▸ **Material provided**

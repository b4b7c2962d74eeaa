use motion_core::constants::{CONFIG_ELEMENT_ID, REDUCED_MOTION_QUERY, YEAR_ELEMENT_ID};
use motion_core::{BoundingBox, MotionConfig};
use wasm_bindgen::closure::Closure;
use wasm_bindgen::JsCast;
use wasm_bindgen_futures::JsFuture;
use web_sys as web;

/// All elements matching `selector`; an invalid selector matches nothing.
pub fn query_all(root: &web::Document, selector: &str) -> Vec<web::Element> {
    let Ok(list) = root.query_selector_all(selector) else {
        log::warn!("[dom] invalid selector `{}`", selector);
        return Vec::new();
    };
    (0..list.length())
        .filter_map(|i| list.item(i))
        .filter_map(|node| node.dyn_into::<web::Element>().ok())
        .collect()
}

#[inline]
pub fn query(root: &web::Document, selector: &str) -> Option<web::Element> {
    root.query_selector(selector).ok().flatten()
}

#[inline]
pub fn bounding_box(el: &web::Element) -> BoundingBox {
    let r = el.get_bounding_client_rect();
    BoundingBox::new(
        r.left() as f32,
        r.top() as f32,
        r.width() as f32,
        r.height() as f32,
    )
}

/// An event listener that is removed again when dropped.
pub struct Listener {
    target: web::EventTarget,
    event: &'static str,
    closure: Closure<dyn FnMut(web::Event)>,
}

impl Listener {
    pub fn new(
        target: &web::EventTarget,
        event: &'static str,
        handler: impl FnMut(web::Event) + 'static,
    ) -> Option<Self> {
        let closure = Closure::wrap(Box::new(handler) as Box<dyn FnMut(web::Event)>);
        match target.add_event_listener_with_callback(event, closure.as_ref().unchecked_ref()) {
            Ok(()) => Some(Self {
                target: target.clone(),
                event,
                closure,
            }),
            Err(e) => {
                log::warn!("[dom] add {} listener failed: {:?}", event, e);
                None
            }
        }
    }

    /// Keep the listener for the lifetime of the page.
    pub fn forget(self) {
        std::mem::forget(self);
    }
}

impl Drop for Listener {
    fn drop(&mut self) {
        _ = self
            .target
            .remove_event_listener_with_callback(self.event, self.closure.as_ref().unchecked_ref());
    }
}

/// Attach a listener that lives as long as the page.
#[inline]
pub fn listen(
    target: &web::EventTarget,
    event: &'static str,
    handler: impl FnMut(web::Event) + 'static,
) {
    if let Some(l) = Listener::new(target, event, handler) {
        l.forget();
    }
}

/// Run `f` once after `delay_ms`.
pub fn set_timeout(delay_ms: u32, f: impl FnOnce() + 'static) {
    let Some(window) = web::window() else {
        return;
    };
    let cb = Closure::once_into_js(f);
    if let Err(e) = window.set_timeout_with_callback_and_timeout_and_arguments_0(
        cb.unchecked_ref(),
        delay_ms as i32,
    ) {
        log::warn!("[dom] setTimeout failed: {:?}", e);
    }
}

/// Resolves once the document has been parsed.
pub async fn ready(document: &web::Document) -> anyhow::Result<()> {
    if document.ready_state() != "loading" {
        return Ok(());
    }
    let promise = js_sys::Promise::new(&mut |resolve, _reject| {
        let opts = web::AddEventListenerOptions::new();
        opts.set_once(true);
        _ = document.add_event_listener_with_callback_and_add_event_listener_options(
            "DOMContentLoaded",
            &resolve,
            &opts,
        );
    });
    JsFuture::from(promise)
        .await
        .map_err(|e| anyhow::anyhow!("{:?}", e))?;
    Ok(())
}

pub fn prefers_reduced_motion(window: &web::Window) -> bool {
    match window.match_media(REDUCED_MOTION_QUERY) {
        Ok(Some(mql)) => mql.matches(),
        _ => false,
    }
}

pub fn set_year(document: &web::Document) {
    if let Some(el) = document.get_element_by_id(YEAR_ELEMENT_ID) {
        let year = js_sys::Date::new_0().get_full_year();
        el.set_text_content(Some(&year.to_string()));
    }
}

/// Page config from the `motion-config` JSON element, or defaults.
pub fn load_config(document: &web::Document) -> MotionConfig {
    let Some(text) = document
        .get_element_by_id(CONFIG_ELEMENT_ID)
        .and_then(|el| el.text_content())
    else {
        return MotionConfig::default();
    };
    match MotionConfig::from_json(&text) {
        Ok(config) => {
            log::info!("[config] loaded {} tilt groups", config.tilt_groups.len());
            config
        }
        Err(e) => {
            log::warn!("[config] {}; using defaults", e);
            MotionConfig::default()
        }
    }
}
// Easing curves used by the tween timeline.
// Curves take a time fraction in \[0, 1\] and return a progress fraction.
// Every curve maps 0 to 0 and 1 to 1; elastic curves overshoot in between.

use crate::error::{MotionError, Result};
use std::f32::consts::{FRAC_PI_2, PI, TAU};
use std::str::FromStr;

#[derive(Clone, Copy, Debug, PartialEq, Eq)]
pub enum Direction {
    In,
    Out,
    InOut,
}

#[derive(Clone, Copy, Debug, PartialEq)]
pub enum Easing {
    Linear,
    /// Polynomial ease of order `degree + 1` (power1 is quadratic).
    Power { degree: u8, direction: Direction },
    Sine(Direction),
    ElasticOut { amplitude: f32, period: f32 },
}

impl Default for Easing {
    fn default() -> Self {
        Easing::POWER1_OUT
    }
}

impl Easing {
    pub const POWER1_OUT: Easing = Easing::Power {
        degree: 1,
        direction: Direction::Out,
    };
    pub const POWER1_IN_OUT: Easing = Easing::Power {
        degree: 1,
        direction: Direction::InOut,
    };
    pub const POWER2_OUT: Easing = Easing::Power {
        degree: 2,
        direction: Direction::Out,
    };
    pub const POWER3_OUT: Easing = Easing::Power {
        degree: 3,
        direction: Direction::Out,
    };
    pub const POWER3_IN_OUT: Easing = Easing::Power {
        degree: 3,
        direction: Direction::InOut,
    };
    pub const SINE_IN_OUT: Easing = Easing::Sine(Direction::InOut);

    pub const fn elastic_out(amplitude: f32, period: f32) -> Easing {
        Easing::ElasticOut { amplitude, period }
    }

    /// Map a time fraction to a progress fraction. Input is clamped to \[0, 1\].
    pub fn apply(&self, t: f32) -> f32 {
        let t = if t.is_nan() { 0.0 } else { t.clamp(0.0, 1.0) };
        match *self {
            Easing::Linear => t,
            Easing::Power { degree, direction } => {
                let exp = degree as i32 + 1;
                match direction {
                    Direction::In => t.powi(exp),
                    Direction::Out => 1.0 - (1.0 - t).powi(exp),
                    Direction::InOut => {
                        if t < 0.5 {
                            (2.0 * t).powi(exp) / 2.0
                        } else {
                            1.0 - (2.0 * (1.0 - t)).powi(exp) / 2.0
                        }
                    }
                }
            }
            Easing::Sine(direction) => match direction {
                Direction::In => 1.0 - (t * FRAC_PI_2).cos(),
                Direction::Out => (t * FRAC_PI_2).sin(),
                Direction::InOut => -((PI * t).cos() - 1.0) / 2.0,
            },
            Easing::ElasticOut { amplitude, period } => elastic_out(t, amplitude, period),
        }
    }

    /// Parse a curve name, warning and falling back to `power1.out` when the
    /// name is not recognised.
    pub fn parse_or_default(name: &str) -> Easing {
        name.parse().unwrap_or_else(|e| {
            log::warn!("[easing] {}; using power1.out", e);
            Easing::default()
        })
    }
}

fn elastic_out(t: f32, amplitude: f32, period: f32) -> f32 {
    if t >= 1.0 {
        return 1.0;
    }
    if t <= 0.0 {
        return 0.0;
    }
    let amp = amplitude.max(1.0);
    let period = if period > 0.0 { period } else { 0.3 };
    let period = period / amplitude.clamp(f32::EPSILON, 1.0);
    let phase = period / TAU * (1.0 / amp).asin();
    let freq = TAU / period;
    amp * 2f32.powf(-10.0 * t) * ((t - phase) * freq).sin() + 1.0
}

fn parse_direction(s: &str) -> Option<Direction> {
    match s {
        "in" => Some(Direction::In),
        "out" => Some(Direction::Out),
        "inOut" => Some(Direction::InOut),
        _ => None,
    }
}

/// Parses `"a, b"` into two numbers; missing values fall back to the defaults.
fn parse_args(args: &str, defaults: (f32, f32)) -> Option<(f32, f32)> {
    let mut parts = args.split(',').map(str::trim).filter(|p| !p.is_empty());
    let a = match parts.next() {
        Some(p) => p.parse().ok()?,
        None => defaults.0,
    };
    let b = match parts.next() {
        Some(p) => p.parse().ok()?,
        None => defaults.1,
    };
    if parts.next().is_some() {
        return None;
    }
    Some((a, b))
}

impl FromStr for Easing {
    type Err = MotionError;

    /// Accepts script-style names: `none`, `linear`, `power2.out`,
    /// `sine.inOut`, `elastic.out(1, 0.6)`. A bare family name means `.out`.
    fn from_str(s: &str) -> Result<Self> {
        let unknown = || MotionError::UnknownEasing(s.to_string());
        let name = s.trim();
        let (head, args) = match name.find('(') {
            Some(open) => {
                let inner = name[open + 1..].strip_suffix(')').ok_or_else(unknown)?;
                (&name[..open], Some(inner))
            }
            None => (name, None),
        };
        let (family, dir) = match head.split_once('.') {
            Some((f, d)) => (f, parse_direction(d).ok_or_else(unknown)?),
            None => (head, Direction::Out),
        };
        match family {
            "none" | "linear" | "power0" if args.is_none() => Ok(Easing::Linear),
            "sine" if args.is_none() => Ok(Easing::Sine(dir)),
            "elastic" if dir == Direction::Out => {
                let (amplitude, period) = parse_args(args.unwrap_or(""), (1.0, 0.3))
                    .ok_or_else(unknown)?;
                Ok(Easing::ElasticOut { amplitude, period })
            }
            _ => {
                let degree = family
                    .strip_prefix("power")
                    .and_then(|d| d.parse::<u8>().ok())
                    .filter(|d| (1..=4).contains(d))
                    .ok_or_else(unknown)?;
                if args.is_some() {
                    return Err(unknown());
                }
                Ok(Easing::Power {
                    degree,
                    direction: dir,
                })
            }
        }
    }
}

▸ **What you will do**
Copy out the lines of the data where the string "MotionConfig" occurs.

▸ **Result for this task**
use motion_core::{BoundingBox, MotionConfig};
pub fn load_config(document: &web::Document) -> MotionConfig {
        return MotionConfig::default();
    match MotionConfig::from_json(&text) {
            MotionConfig::default()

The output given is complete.